Purpose: To develop a highly-efficient planning and delivery method for spatially fractionated (GRID) radiation therapy with proton pencil beam scanning (PBS).
Methods: For a large upper lung tumor case (839cc), a proton GRID therapy with dose of 15 (Gy,RBE) in one fraction was prescribed to the deepest depth of the tumor (14cm). Two proton plans, A and B, were created. Both plans used a single beam at 345° and the same GRID spacing of 2.3cm. Plan A consisted of 31 energy layers ranging from 70 to 135MeV. At each energy layer, a single spot was placed at a GRID location, and there were a total of 313 spots. The maximum monitoring units (MU) per spot was 48. Plan B consisted of 101 energy layers in the same range. At one GRID location, multiple spots with a spacing of 0.1 cm were placed. The total number of spots were 14965, and the maximum MU/spot was 4.4.

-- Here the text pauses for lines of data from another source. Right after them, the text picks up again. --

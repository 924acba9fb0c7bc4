/// AI tuning constants, indexed by difficulty level (1..=3).
///
/// Scores are centipawns; see `ai::tactics::capture_value`.
pub const MIN_LEVEL: u8 = 1;
pub const MAX_LEVEL: u8 = 3;

/// Half-width of the uniform noise added to every candidate score.
pub const NOISE: [i32; 3] = [150, 50, 10];

/// Think interval as a multiple of the speed's ticks per square.
pub const THINK_INTERVAL_SQUARES: [u64; 3] = [3, 2, 1];

/// Probability of acting once the think interval has elapsed.
pub const MOVE_PROBABILITY: [f64; 3] = [0.4, 0.7, 0.95];

/// Level 1 picks uniformly among this many best moves.
pub const TOP_K_LEVEL_ONE: usize = 3;

/// Small bonus per square of forward progress for pawns.
pub const PAWN_ADVANCE_BONUS: i32 = 10;

/// Bonus for standing close to the centre, per square of reduced distance.
pub const CENTER_BONUS: i32 = 5;

/// Fraction (percent) of the moving piece's value lost when its destination is merely exposed.
pub const EXPOSED_PENALTY_PERCENT: i32 = 30;

/// Flat bonus for a destination an own piece can retake right after an enemy arrives.
pub const RECAPTURE_BONUS: i32 = 40;

/// Clamp a requested level into the supported range and return its table index.
pub fn level_index(level: u8) -> usize {
    (level.clamp(MIN_LEVEL, MAX_LEVEL) - MIN_LEVEL) as usize
}
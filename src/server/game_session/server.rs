use actix::prelude::*;
use std::collections::HashMap;
use actix::MessageResult;
use uuid::Uuid;
use log::{debug, info, warn};

use crate::ai::{create_ai, AiKind, AiPlayer};
use crate::config::game::GameConfig;
use crate::game::error::{ConfigError, MoveError};
use crate::game::state::GameState;
use crate::game::types::PlayerId;
use crate::server::game_session::messages::{
    ForceEnd, Forfeit, GameEnded, GameEventsUpdate, GameSummary, GetSummary, Subscribe, SubmitMove,
};
use crate::server::game_session::tick_resolution::{start_ticking, stop_ticking};

/// One running game: owns the engine state and drives it at the speed's tick rate.
pub struct GameSession {
    pub game_id: Uuid,
    pub state: GameState,
    pub ai_players: Vec<(PlayerId, Box<dyn AiPlayer>)>,
    pub subscribers: Vec<Recipient<GameEventsUpdate>>,
    pub manager: Option<Addr<GameSessionManager>>,
    pub(crate) tick_timer: Option<SpawnHandle>,
}

impl GameSession {
    pub fn new(game_id: Uuid, state: GameState) -> Self {
        Self {
            game_id,
            state,
            ai_players: Vec::new(),
            subscribers: Vec::new(),
            manager: None,
            tick_timer: None,
        }
    }

    pub fn with_ai(mut self, player: PlayerId, ai: Box<dyn AiPlayer>) -> Self {
        self.ai_players.push((player, ai));
        self
    }

    fn summary(&self) -> GameSummary {
        GameSummary {
            game_id: self.game_id,
            tick: self.state.tick,
            status: self.state.status,
            moves_played: self.state.history.len(),
        }
    }
}

impl Actor for GameSession {
    type Context = Context<Self>;

    fn started(&mut self, ctx: &mut Self::Context) {
        match self.state.start() {
            Ok(event) => {
                info!("[GameSession] game_id={} started", self.game_id);
                self.broadcast(vec![event]);
                start_ticking(self, ctx);
            }
            Err(err) => warn!("[GameSession] game_id={} could not start: {}", self.game_id, err),
        }
    }
}

pub struct GameSessionManager {
    sessions: HashMap<Uuid, Addr<GameSession>>,
}

#[derive(Message)]
#[rtype(result = "Result<Uuid, ConfigError>")]
pub struct CreateGame {
    pub config: GameConfig,
    /// Seats filled by AI players.
    pub ai_players: Vec<(PlayerId, AiKind)>,
    /// Seed for the AI players' random choices.
    pub seed: u64,
    pub subscribers: Vec<Recipient<GameEventsUpdate>>,
}

impl GameSessionManager {
    pub fn new() -> Self {
        Self {
            sessions: HashMap::new(),
        }
    }

    pub fn session_count(&self) -> usize {
        self.sessions.len()
    }

    pub fn create_game(&mut self, msg: CreateGame, manager: Addr<GameSessionManager>) -> Result<Uuid, ConfigError> {
        let game_id = Uuid::new_v4();
        let state = GameState::new(&msg.config)?;

        let mut session = GameSession::new(game_id, state);
        for (i, (player, kind)) in msg.ai_players.into_iter().enumerate() {
            let ai = create_ai(kind, msg.config.speed, msg.seed.wrapping_add(i as u64));
            session = session.with_ai(player, ai);
        }
        session.subscribers = msg.subscribers;
        session.manager = Some(manager);

        self.sessions.insert(game_id, session.start());
        debug!("[GameSessionManager] Created game_id={} ({} active)", game_id, self.session_count());
        Ok(game_id)
    }
}

impl Default for GameSessionManager {
    fn default() -> Self {
        Self::new()
    }
}

impl Actor for GameSessionManager {
    type Context = Context<Self>;
}

impl Handler<CreateGame> for GameSessionManager {
    type Result = Result<Uuid, ConfigError>;

    fn handle(&mut self, msg: CreateGame, ctx: &mut Context<Self>) -> Self::Result {
        self.create_game(msg, ctx.address())
    }
}

#[derive(Message)]
#[rtype(result = "Result<Addr<GameSession>, String>")]
pub struct GetGameSession {
    pub game_id: Uuid,
}

impl Handler<GetGameSession> for GameSessionManager {
    type Result = Result<Addr<GameSession>, String>;

    fn handle(&mut self, msg: GetGameSession, _: &mut Context<Self>) -> Self::Result {
        self.sessions.get(&msg.game_id)
            .cloned()
            .ok_or_else(|| "Game session not found".to_string())
    }
}

impl Handler<GameEnded> for GameSessionManager {
    type Result = ();

    fn handle(&mut self, msg: GameEnded, _: &mut Context<Self>) -> Self::Result {
        if self.sessions.remove(&msg.game_id).is_some() {
            debug!("[GameSessionManager] Removed game_id={} ({} active)", msg.game_id, self.session_count());
        }
    }
}

impl Handler<SubmitMove> for GameSession {
    type Result = Result<(), MoveError>;

    fn handle(&mut self, msg: SubmitMove, _: &mut Context<Self>) -> Self::Result {
        let command = msg.command;
        // Early feedback against the current state; the engine re-validates at the boundary.
        self.state.validate_move(command.player, command.piece_id, command.destination)?;
        self.state.queue_move(command)
    }
}

impl Handler<Subscribe> for GameSession {
    type Result = ();

    fn handle(&mut self, msg: Subscribe, _: &mut Context<Self>) -> Self::Result {
        self.subscribers.push(msg.0);
    }
}

impl Handler<Forfeit> for GameSession {
    type Result = Result<(), MoveError>;

    fn handle(&mut self, msg: Forfeit, ctx: &mut Context<Self>) -> Self::Result {
        let events = self.state.forfeit(msg.player)?;
        self.broadcast(events);
        if self.state.is_finished() {
            stop_ticking(self, ctx);
        }
        Ok(())
    }
}

impl Handler<ForceEnd> for GameSession {
    type Result = Result<(), MoveError>;

    fn handle(&mut self, msg: ForceEnd, ctx: &mut Context<Self>) -> Self::Result {
        let event = self.state.force_end(msg.winner, msg.reason)?;
        self.broadcast(vec![event]);
        stop_ticking(self, ctx);
        Ok(())
    }
}

impl Handler<GetSummary> for GameSession {
    type Result = MessageResult<GetSummary>;

    fn handle(&mut self, _: GetSummary, _: &mut Context<Self>) -> Self::Result {
        MessageResult(self.summary())
    }
}

#[cfg(test)]
mod tests {
    use super::*;
    use std::time::Duration;
    use crate::config::speed::SpeedConfig;
    use crate::game::state::{EndReason, GameStatus, MoveCommand};
    use crate::game::types::{BoardType, Square};

    struct Collector {
        updates: Vec<GameEventsUpdate>,
    }

    impl Actor for Collector {
        type Context = Context<Self>;
    }

    impl Handler<GameEventsUpdate> for Collector {
        type Result = ();

        fn handle(&mut self, msg: GameEventsUpdate, _: &mut Context<Self>) -> Self::Result {
            self.updates.push(msg);
        }
    }

    #[derive(Message)]
    #[rtype(result = "usize")]
    struct CountUpdates;

    impl Handler<CountUpdates> for Collector {
        type Result = usize;

        fn handle(&mut self, _: CountUpdates, _: &mut Context<Self>) -> Self::Result {
            self.updates.len()
        }
    }

    fn lightning() -> GameConfig {
        GameConfig::new(BoardType::Standard, SpeedConfig::Lightning)
    }

    #[actix::test]
    async fn test_session_ticks_and_accepts_moves() {
        let manager = GameSessionManager::new().start();
        let collector = Collector { updates: Vec::new() }.start();
        let game_id = manager
            .send(CreateGame {
                config: lightning(),
                ai_players: Vec::new(),
                seed: 1,
                subscribers: vec![collector.clone().recipient()],
            })
            .await
            .expect("mailbox")
            .expect("valid config");
        let session = manager.send(GetGameSession { game_id }).await.unwrap().unwrap();

        // Player 1's e-pawn (piece ids are row-major, so row 6 starts at 16).
        let pawn = MoveCommand { player: 1, piece_id: 20, destination: Square::new(4, 4) };
        assert_eq!(session.send(SubmitMove { command: pawn }).await.unwrap(), Ok(()));
        let stolen = MoveCommand { player: 2, piece_id: 20, destination: Square::new(5, 4) };
        assert!(matches!(
            session.send(SubmitMove { command: stolen }).await.unwrap(),
            Err(MoveError::NotOwner { .. })
        ));

        actix::clock::sleep(Duration::from_millis(350)).await;
        let summary = session.send(GetSummary).await.unwrap();
        assert!(summary.tick >= 2);
        assert_eq!(summary.moves_played, 1);
        assert_eq!(summary.status, GameStatus::Active);
        assert!(collector.send(CountUpdates).await.unwrap() >= 2);

        session
            .send(ForceEnd { winner: None, reason: EndReason::ForcedEnd })
            .await
            .unwrap()
            .expect("active game can be ended");
        let summary = session.send(GetSummary).await.unwrap();
        assert!(matches!(summary.status, GameStatus::Finished { winner: None, reason: EndReason::ForcedEnd }));
        assert!(matches!(
            session.send(Forfeit { player: 1 }).await.unwrap(),
            Err(MoveError::GameNotActive)
        ));
    }

    #[actix::test]
    async fn test_manager_drops_finished_games() {
        let manager = GameSessionManager::new().start();
        let game_id = manager
            .send(CreateGame {
                config: lightning(),
                ai_players: vec![(1, AiKind::Random), (2, AiKind::Heuristic { level: 1 })],
                seed: 3,
                subscribers: Vec::new(),
            })
            .await
            .unwrap()
            .unwrap();
        let session = manager.send(GetGameSession { game_id }).await.unwrap().unwrap();

        session
            .send(ForceEnd { winner: Some(1), reason: EndReason::ForcedEnd })
            .await
            .unwrap()
            .unwrap();
        actix::clock::sleep(Duration::from_millis(50)).await;
        assert!(manager.send(GetGameSession { game_id }).await.unwrap().is_err());
    }

    #[actix::test]
    async fn test_bad_layout_is_rejected_at_creation() {
        let manager = GameSessionManager::new().start();
        let result = manager
            .send(CreateGame {
                config: lightning().with_layout("K"),
                ai_players: vec![(2, AiKind::Random)],
                seed: 0,
                subscribers: Vec::new(),
            })
            .await
            .expect("mailbox");
        assert!(matches!(result, Err(ConfigError::LayoutSize { .. })));
    }
}
//! Real-time, turnless chess engine.
//!
//! Pieces travel continuously along their paths, capture by colliding with an opposing piece
//! and cool down after every move. The engine (`game`) is deterministic and tick-driven; `ai`
//! provides computer opponents; `server` hosts the actors that tick games in real time.

pub mod config;
pub mod game;
pub mod ai;
pub mod server;
/// Main configuration module.
///
/// Re-exports submodules for board geometry, speed presets and AI tuning.
/// Nothing here is global mutable state: every game receives its own [`GameConfig`].
pub mod game;
pub mod speed;
pub mod ai;

pub use game::GameConfig;
pub use speed::{SpeedConfig, SpeedTimings};
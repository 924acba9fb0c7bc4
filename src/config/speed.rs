/// Speed presets.
///
/// A preset is chosen once per game and fixes the tick length, how many ticks a piece
/// needs per square travelled, and the cooldown installed after each move.
use serde::{Deserialize, Serialize};

#[derive(Debug, Clone, Copy, PartialEq, Eq, Hash, Serialize, Deserialize)]
pub enum SpeedConfig {
    Standard,
    Lightning,
}

#[derive(Debug, Clone, Copy, PartialEq, Eq, Serialize, Deserialize)]
pub struct SpeedTimings {
    /// Wall-clock length of one tick, used only by the session driver.
    pub tick_ms: u64,
    pub ticks_per_square: u64,
    pub cooldown_ticks: u64,
}

const STANDARD: SpeedTimings = SpeedTimings {
    tick_ms: 100,
    ticks_per_square: 10,
    cooldown_ticks: 100,
};

const LIGHTNING: SpeedTimings = SpeedTimings {
    tick_ms: 100,
    ticks_per_square: 2,
    cooldown_ticks: 20,
};

impl SpeedConfig {
    pub const fn timings(self) -> SpeedTimings {
        match self {
            SpeedConfig::Standard => STANDARD,
            SpeedConfig::Lightning => LIGHTNING,
        }
    }

    pub const fn ticks_per_square(self) -> u64 {
        self.timings().ticks_per_square
    }

    pub const fn cooldown_ticks(self) -> u64 {
        self.timings().cooldown_ticks
    }

    pub const fn tick_ms(self) -> u64 {
        self.timings().tick_ms
    }
}
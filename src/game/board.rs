//! Board geometry and occupancy.
//!
//! The board knows nothing about time: it tracks which resting piece stands on which square.
//! Moving pieces are lifted off the board when their move starts and put back on arrival.

use serde::{Deserialize, Serialize};

use crate::config::game::{FOUR_PLAYER_CORNER, FOUR_PLAYER_SIZE, STANDARD_SIZE};
use crate::game::types::{BoardType, Pattern, Piece, PieceId, PlayerId, Square};

#[derive(Debug, Clone, PartialEq, Eq, Serialize, Deserialize)]
pub struct Board {
    pub board_type: BoardType,
    pub width: i32,
    pub height: i32,
    /// Row-major occupancy of resting pieces.
    cells: Vec<Option<PieceId>>,
}

impl Board {
    pub fn new(board_type: BoardType) -> Self {
        let size = match board_type {
            BoardType::Standard => STANDARD_SIZE,
            BoardType::FourPlayer => FOUR_PLAYER_SIZE,
        };
        Self {
            board_type,
            width: size,
            height: size,
            cells: vec![None; (size * size) as usize],
        }
    }

    /// True when the square exists on this board (the four-player corners do not).
    pub fn in_bounds(&self, square: Square) -> bool {
        if square.row < 0 || square.col < 0 || square.row >= self.height || square.col >= self.width {
            return false;
        }
        match self.board_type {
            BoardType::Standard => true,
            BoardType::FourPlayer => {
                let far = FOUR_PLAYER_SIZE - FOUR_PLAYER_CORNER;
                let edge_row = square.row < FOUR_PLAYER_CORNER || square.row >= far;
                let edge_col = square.col < FOUR_PLAYER_CORNER || square.col >= far;
                !(edge_row && edge_col)
            }
        }
    }

    /// Every existing square, row-major.
    pub fn squares(&self) -> impl Iterator<Item = Square> + '_ {
        (0..self.height)
            .flat_map(move |row| (0..self.width).map(move |col| Square::new(row, col)))
            .filter(move |square| self.in_bounds(*square))
    }

    pub fn index(&self, square: Square) -> usize {
        (square.row * self.width + square.col) as usize
    }

    pub fn occupant(&self, square: Square) -> Option<PieceId> {
        if !self.in_bounds(square) {
            return None;
        }
        self.cells[self.index(square)]
    }

    /// Put a piece on a square, returning whatever stood there before.
    pub fn place(&mut self, square: Square, piece_id: PieceId) -> Option<PieceId> {
        let idx = self.index(square);
        self.cells[idx].replace(piece_id)
    }

    /// Clear a square if `piece_id` stands on it.
    pub fn remove(&mut self, square: Square, piece_id: PieceId) -> bool {
        let idx = self.index(square);
        if self.cells[idx] == Some(piece_id) {
            self.cells[idx] = None;
            true
        } else {
            false
        }
    }

    pub fn occupied_count(&self) -> usize {
        self.cells.iter().filter(|c| c.is_some()).count()
    }

    /// True when a pawn of `player` standing on `square` has reached the edge it walks toward.
    pub fn is_promotion_square(&self, player: PlayerId, square: Square) -> bool {
        match self.board_type.forward(player) {
            (-1, _) => square.row == 0,
            (1, _) => square.row == self.height - 1,
            (_, 1) => square.col == self.width - 1,
            _ => square.col == 0,
        }
    }

    /// Squares geometrically reachable by the piece in one move, ignoring timing,
    /// blocking and occupancy. An upper bound used before path validation.
    pub fn reachable_squares(&self, piece: &Piece) -> Vec<Square> {
        let origin = piece.square;
        match piece.piece_type.rule().pattern {
            Pattern::Slide(dirs) => dirs
                .iter()
                .flat_map(|&(dr, dc)| {
                    (1..)
                        .map(move |n| origin.offset(dr * n, dc * n))
                        .take_while(|square| self.in_bounds(*square))
                })
                .collect(),
            Pattern::Leap(deltas) => deltas
                .iter()
                .map(|&(dr, dc)| origin.offset(dr, dc))
                .filter(|square| self.in_bounds(*square))
                .collect(),
            Pattern::Pawn => {
                let (dr, dc) = self.board_type.forward(piece.owner);
                let mut squares = vec![origin.offset(dr, dc)];
                if !piece.moved {
                    squares.push(origin.offset(2 * dr, 2 * dc));
                }
                // Diagonals: forward plus one step to either side.
                squares.push(origin.offset(dr + dc, dc + dr));
                squares.push(origin.offset(dr - dc, dc - dr));
                squares.retain(|square| self.in_bounds(*square));
                squares
            }
        }
    }
}

#[cfg(test)]
mod tests {
    use super::*;
    use crate::game::types::PieceType;

    #[test]
    fn test_four_player_corners_removed() {
        let board = Board::new(BoardType::FourPlayer);
        assert!(!board.in_bounds(Square::new(0, 0)));
        assert!(!board.in_bounds(Square::new(1, 10)));
        assert!(!board.in_bounds(Square::new(11, 11)));
        assert!(board.in_bounds(Square::new(0, 2)));
        assert!(board.in_bounds(Square::new(5, 0)));
        assert_eq!(board.squares().count(), 144 - 16);
    }

    #[test]
    fn test_place_and_remove() {
        let mut board = Board::new(BoardType::Standard);
        let square = Square::new(3, 3);
        assert_eq!(board.place(square, 7), None);
        assert_eq!(board.occupant(square), Some(7));
        assert!(!board.remove(square, 8));
        assert!(board.remove(square, 7));
        assert_eq!(board.occupant(square), None);
    }

    #[test]
    fn test_rook_reach_on_empty_board() {
        let board = Board::new(BoardType::Standard);
        let rook = Piece::new(1, PieceType::Rook, 1, Square::new(0, 0));
        let reach = board.reachable_squares(&rook);
        assert_eq!(reach.len(), 14);
        assert!(reach.contains(&Square::new(0, 7)));
        assert!(!reach.contains(&Square::new(1, 1)));
    }

    #[test]
    fn test_pawn_reach_depends_on_orientation() {
        let board = Board::new(BoardType::FourPlayer);
        let pawn = Piece::new(1, PieceType::Pawn, 2, Square::new(5, 1));
        let reach = board.reachable_squares(&pawn);
        assert!(reach.contains(&Square::new(5, 2)));
        assert!(reach.contains(&Square::new(5, 3)));
        assert!(reach.contains(&Square::new(4, 2)));
        assert!(reach.contains(&Square::new(6, 2)));
        assert_eq!(reach.len(), 4);
    }

    #[test]
    fn test_promotion_edges() {
        let board = Board::new(BoardType::FourPlayer);
        assert!(board.is_promotion_square(1, Square::new(0, 4)));
        assert!(board.is_promotion_square(2, Square::new(4, 11)));
        assert!(board.is_promotion_square(3, Square::new(11, 4)));
        assert!(board.is_promotion_square(4, Square::new(4, 0)));
        assert!(!board.is_promotion_square(1, Square::new(11, 4)));
    }
}
//! Starting positions.
//!
//! Builds the default two- and four-player setups and parses the legacy board string used by
//! scripted levels: one character per square, row-major, whitespace ignored.
//! `.` is empty, `PNBRQK` belong to player 1, `pnbrqk` to player 2, and `#` marks a removed
//! corner square of the four-player board.

use crate::config::game::{FOUR_PLAYER_CORNER, FOUR_PLAYER_SIZE, STANDARD_SIZE};
use crate::game::board::Board;
use crate::game::error::ConfigError;
use crate::game::types::{BoardType, Piece, PieceType, PlayerId, Square};

const BACK_RANK: [PieceType; 8] = [
    PieceType::Rook,
    PieceType::Knight,
    PieceType::Bishop,
    PieceType::Queen,
    PieceType::King,
    PieceType::Bishop,
    PieceType::Knight,
    PieceType::Rook,
];

type Placement = (PieceType, PlayerId, Square);

/// Build the board and pieces for a game. Piece ids are indices into the returned vector,
/// assigned in row-major order of the starting squares.
pub fn build(board_type: BoardType, layout: Option<&str>) -> Result<(Board, Vec<Piece>), ConfigError> {
    let mut placements = match layout {
        Some(text) => parse_board_string(board_type, text)?,
        None => default_placements(board_type),
    };
    placements.sort_by_key(|(_, _, square)| *square);

    let mut board = Board::new(board_type);
    let pieces: Vec<Piece> = placements
        .into_iter()
        .enumerate()
        .map(|(i, (piece_type, owner, square))| {
            board.place(square, i as u32);
            Piece::new(i as u32, piece_type, owner, square)
        })
        .collect();
    Ok((board, pieces))
}

pub fn default_placements(board_type: BoardType) -> Vec<Placement> {
    match board_type {
        BoardType::Standard => standard(),
        BoardType::FourPlayer => four_player(),
    }
}

pub fn standard() -> Vec<Placement> {
    let last = STANDARD_SIZE - 1;
    let mut placements = Vec::with_capacity(32);
    for (col, piece_type) in BACK_RANK.iter().enumerate() {
        let col = col as i32;
        placements.push((*piece_type, 2, Square::new(0, col)));
        placements.push((PieceType::Pawn, 2, Square::new(1, col)));
        placements.push((PieceType::Pawn, 1, Square::new(last - 1, col)));
        placements.push((*piece_type, 1, Square::new(last, col)));
    }
    placements
}

pub fn four_player() -> Vec<Placement> {
    let last = FOUR_PLAYER_SIZE - 1;
    let mut placements = Vec::with_capacity(64);
    for (i, piece_type) in BACK_RANK.iter().enumerate() {
        let line = FOUR_PLAYER_CORNER + i as i32;
        // south
        placements.push((*piece_type, 1, Square::new(last, line)));
        placements.push((PieceType::Pawn, 1, Square::new(last - 1, line)));
        // west
        placements.push((*piece_type, 2, Square::new(line, 0)));
        placements.push((PieceType::Pawn, 2, Square::new(line, 1)));
        // north
        placements.push((*piece_type, 3, Square::new(0, line)));
        placements.push((PieceType::Pawn, 3, Square::new(1, line)));
        // east
        placements.push((*piece_type, 4, Square::new(line, last)));
        placements.push((PieceType::Pawn, 4, Square::new(line, last - 1)));
    }
    placements
}

pub fn parse_board_string(board_type: BoardType, text: &str) -> Result<Vec<Placement>, ConfigError> {
    let board = Board::new(board_type);
    let symbols: Vec<char> = text.chars().filter(|c| !c.is_whitespace()).collect();
    let expected = (board.width * board.height) as usize;
    if symbols.len() != expected {
        return Err(ConfigError::LayoutSize { expected, found: symbols.len() });
    }

    let mut placements = Vec::new();
    for (i, symbol) in symbols.into_iter().enumerate() {
        let square = Square::new(i as i32 / board.width, i as i32 % board.width);
        if !board.in_bounds(square) {
            if symbol != '#' {
                return Err(ConfigError::LayoutCorner { square, expected: '#' });
            }
            continue;
        }
        match symbol {
            '.' => {}
            '#' => return Err(ConfigError::LayoutCorner { square, expected: '.' }),
            _ => {
                let piece_type = PieceType::from_symbol(symbol)
                    .ok_or(ConfigError::LayoutSymbol { symbol, square })?;
                let owner = if symbol.is_ascii_uppercase() { 1 } else { 2 };
                placements.push((piece_type, owner, square));
            }
        }
    }

    for player in [1, 2] {
        let has_king = placements
            .iter()
            .any(|(piece_type, owner, _)| *piece_type == PieceType::King && *owner == player);
        if !has_king {
            return Err(ConfigError::MissingKing(player));
        }
    }
    Ok(placements)
}

#[cfg(test)]
mod tests {
    use super::*;

    const KINGS_ONLY: &str = "
        ....k...
        ........
        ........
        ........
        ........
        ........
        ........
        ....K...";

    #[test]
    fn test_standard_layout() {
        let (board, pieces) = build(BoardType::Standard, None).expect("default layout");
        assert_eq!(pieces.len(), 32);
        assert_eq!(board.occupied_count(), 32);
        let king = pieces.iter().find(|p| p.piece_type == PieceType::King && p.owner == 1).unwrap();
        assert_eq!(king.square, Square::new(7, 4));
        for piece in &pieces {
            assert_eq!(board.occupant(piece.square), Some(piece.id));
        }
    }

    #[test]
    fn test_four_player_layout() {
        let (board, pieces) = build(BoardType::FourPlayer, None).expect("default layout");
        assert_eq!(pieces.len(), 64);
        assert!(pieces.iter().all(|p| board.in_bounds(p.square)));
        for player in 1..=4 {
            assert_eq!(pieces.iter().filter(|p| p.owner == player).count(), 16);
        }
    }

    #[test]
    fn test_parse_board_string() {
        let (_, pieces) = build(BoardType::Standard, Some(KINGS_ONLY)).expect("valid layout");
        assert_eq!(pieces.len(), 2);
        assert_eq!(pieces[0].owner, 2);
        assert_eq!(pieces[0].square, Square::new(0, 4));
        assert_eq!(pieces[1].owner, 1);
    }

    #[test]
    fn test_parse_rejects_bad_layouts() {
        assert!(matches!(
            parse_board_string(BoardType::Standard, "K.k"),
            Err(ConfigError::LayoutSize { expected: 64, found: 3 })
        ));
        let bad_symbol = KINGS_ONLY.replacen('.', "x", 1);
        assert!(matches!(
            parse_board_string(BoardType::Standard, &bad_symbol),
            Err(ConfigError::LayoutSymbol { symbol: 'x', .. })
        ));
        let no_white_king = KINGS_ONLY.replace('K', ".");
        assert!(matches!(
            parse_board_string(BoardType::Standard, &no_white_king),
            Err(ConfigError::MissingKing(1))
        ));
    }

    #[test]
    fn test_parse_four_player_corners() {
        let mut rows = Vec::new();
        for row in 0..12 {
            let line: String = (0..12)
                .map(|col| {
                    let corner = (row < 2 || row >= 10) && (col < 2 || col >= 10);
                    match (row, col) {
                        _ if corner => '#',
                        (0, 6) => 'k',
                        (11, 6) => 'K',
                        _ => '.',
                    }
                })
                .collect();
            rows.push(line);
        }
        let text = rows.join("\n");
        let placements = parse_board_string(BoardType::FourPlayer, &text).expect("valid layout");
        assert_eq!(placements.len(), 2);

        let broken = text.replacen('#', ".", 1);
        assert!(matches!(
            parse_board_string(BoardType::FourPlayer, &broken),
            Err(ConfigError::LayoutCorner { expected: '#', .. })
        ));
    }
}
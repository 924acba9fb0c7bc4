//! AI players.
//!
//! Every AI exposes the same two-call capability: decide whether to act this tick, then pick a
//! move. The session driver offers each AI the current state every tick and submits whatever
//! it returns exactly like a human submission.

pub mod arrival;
pub mod heuristic;
pub mod random;
pub mod tactics;

use serde::{Deserialize, Serialize};

use crate::config::speed::SpeedConfig;
use crate::game::state::{GameState, MoveCommand};
use crate::game::types::PlayerId;

pub use heuristic::HeuristicAi;
pub use random::RandomAi;

pub trait AiPlayer {
    /// Rate limiting: whether the AI wants to act at `tick`. Never touches the game.
    fn should_move(&mut self, state: &GameState, player: PlayerId, tick: u64) -> bool;

    /// The move to submit, or `None` when nothing is legal.
    fn get_move(&mut self, state: &GameState, player: PlayerId) -> Option<MoveCommand>;
}

#[derive(Debug, Clone, Copy, PartialEq, Eq, Serialize, Deserialize)]
pub enum AiKind {
    Heuristic { level: u8 },
    Random,
}

/// Build an AI. The seed makes its decisions reproducible.
pub fn create_ai(kind: AiKind, speed: SpeedConfig, seed: u64) -> Box<dyn AiPlayer> {
    match kind {
        AiKind::Heuristic { level } => Box::new(HeuristicAi::new(level, speed, seed)),
        AiKind::Random => Box::new(RandomAi::new(seed)),
    }
}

Results: Both plans delivered the same GRID patterns. The average dose to the GTV and body were 3.7 and 0.4Gy, and 3.8 and 0.41Gy in plan A and B, respectively. Plan A had a larger peak-to-valley ratio than plan B (5.6 vs 4.4), because in plan B, multiple spots placed at one GRID location caused blurring of the GRID. The delivery time of plan A was approximately 3 times faster than plan B, due to drastic smaller number of energy layers and spots in plan A.
Conclusion: Planning and delivery of PBS proton GRID therapy with a single spot per GRID location per energy layer at an energy spacing proportional to the spot size provides superior peak-to-valley ratio and high delivery efficiency without compromising the quality of spatial fractionation that can be created by much larger number of spots.